[EXERCISE MATERIAL]

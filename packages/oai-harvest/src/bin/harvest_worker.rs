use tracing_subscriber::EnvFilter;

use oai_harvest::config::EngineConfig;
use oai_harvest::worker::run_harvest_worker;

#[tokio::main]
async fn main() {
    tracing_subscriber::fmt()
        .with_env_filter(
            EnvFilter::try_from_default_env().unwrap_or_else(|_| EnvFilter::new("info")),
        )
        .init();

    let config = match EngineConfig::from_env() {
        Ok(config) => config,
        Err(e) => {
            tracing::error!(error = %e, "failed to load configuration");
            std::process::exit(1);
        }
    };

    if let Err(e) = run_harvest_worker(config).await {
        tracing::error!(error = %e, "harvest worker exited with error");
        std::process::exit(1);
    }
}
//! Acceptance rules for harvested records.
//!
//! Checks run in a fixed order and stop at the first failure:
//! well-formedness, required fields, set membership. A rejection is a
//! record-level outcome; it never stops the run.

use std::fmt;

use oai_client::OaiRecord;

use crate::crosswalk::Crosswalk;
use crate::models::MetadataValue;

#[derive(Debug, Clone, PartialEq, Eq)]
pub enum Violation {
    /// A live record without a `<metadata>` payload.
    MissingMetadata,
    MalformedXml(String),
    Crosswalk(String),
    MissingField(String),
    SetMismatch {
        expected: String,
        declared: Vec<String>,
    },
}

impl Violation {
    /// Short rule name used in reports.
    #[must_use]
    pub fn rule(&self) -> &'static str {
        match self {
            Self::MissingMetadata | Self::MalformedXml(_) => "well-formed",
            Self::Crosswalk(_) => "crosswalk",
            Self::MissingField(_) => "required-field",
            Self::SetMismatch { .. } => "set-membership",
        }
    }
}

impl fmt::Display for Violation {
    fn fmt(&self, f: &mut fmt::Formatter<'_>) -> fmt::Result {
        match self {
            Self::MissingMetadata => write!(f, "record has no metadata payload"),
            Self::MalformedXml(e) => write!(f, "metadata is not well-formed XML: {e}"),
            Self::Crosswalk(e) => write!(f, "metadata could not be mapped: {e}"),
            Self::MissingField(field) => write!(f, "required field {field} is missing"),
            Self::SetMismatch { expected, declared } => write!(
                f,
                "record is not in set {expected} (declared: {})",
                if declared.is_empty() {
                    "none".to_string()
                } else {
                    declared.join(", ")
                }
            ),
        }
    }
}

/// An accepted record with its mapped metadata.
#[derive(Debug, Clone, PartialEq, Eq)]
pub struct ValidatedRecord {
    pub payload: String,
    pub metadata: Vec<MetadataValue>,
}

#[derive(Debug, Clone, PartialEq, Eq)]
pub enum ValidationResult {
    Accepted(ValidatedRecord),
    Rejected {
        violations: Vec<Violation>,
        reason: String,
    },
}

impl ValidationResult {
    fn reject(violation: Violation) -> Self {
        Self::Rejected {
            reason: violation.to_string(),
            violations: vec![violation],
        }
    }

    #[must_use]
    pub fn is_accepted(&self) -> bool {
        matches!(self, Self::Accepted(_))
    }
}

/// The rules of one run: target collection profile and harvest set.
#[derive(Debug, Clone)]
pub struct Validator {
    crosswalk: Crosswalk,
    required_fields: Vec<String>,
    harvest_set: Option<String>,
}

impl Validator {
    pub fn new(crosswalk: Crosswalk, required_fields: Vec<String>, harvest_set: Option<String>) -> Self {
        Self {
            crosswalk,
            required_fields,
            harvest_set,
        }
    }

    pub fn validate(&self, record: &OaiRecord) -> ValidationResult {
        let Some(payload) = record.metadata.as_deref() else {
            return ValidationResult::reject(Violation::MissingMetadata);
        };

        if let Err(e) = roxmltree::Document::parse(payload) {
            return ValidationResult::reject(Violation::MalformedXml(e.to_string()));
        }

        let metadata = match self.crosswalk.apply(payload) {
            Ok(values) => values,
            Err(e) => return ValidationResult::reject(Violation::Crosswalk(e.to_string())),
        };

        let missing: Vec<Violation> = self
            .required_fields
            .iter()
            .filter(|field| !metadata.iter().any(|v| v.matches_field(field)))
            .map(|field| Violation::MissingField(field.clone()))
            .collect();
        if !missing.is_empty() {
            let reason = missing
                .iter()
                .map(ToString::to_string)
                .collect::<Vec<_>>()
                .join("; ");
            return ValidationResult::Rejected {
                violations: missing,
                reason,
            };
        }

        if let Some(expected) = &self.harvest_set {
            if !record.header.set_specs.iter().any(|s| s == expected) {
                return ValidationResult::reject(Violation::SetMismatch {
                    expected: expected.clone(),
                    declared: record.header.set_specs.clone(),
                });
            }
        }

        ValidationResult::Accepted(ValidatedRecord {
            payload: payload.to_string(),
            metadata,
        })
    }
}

[/EXERCISE MATERIAL]

> **AIM OF THE TASK**
Bring together all lines in the records where the word "well" is found.

> **TASK OUTPUT**
//! well-formedness, required fields, set membership. A rejection is a
            Self::MissingMetadata | Self::MalformedXml(_) => "well-formed",
            Self::MalformedXml(e) => write!(f, "metadata is not well-formed XML: {e}"),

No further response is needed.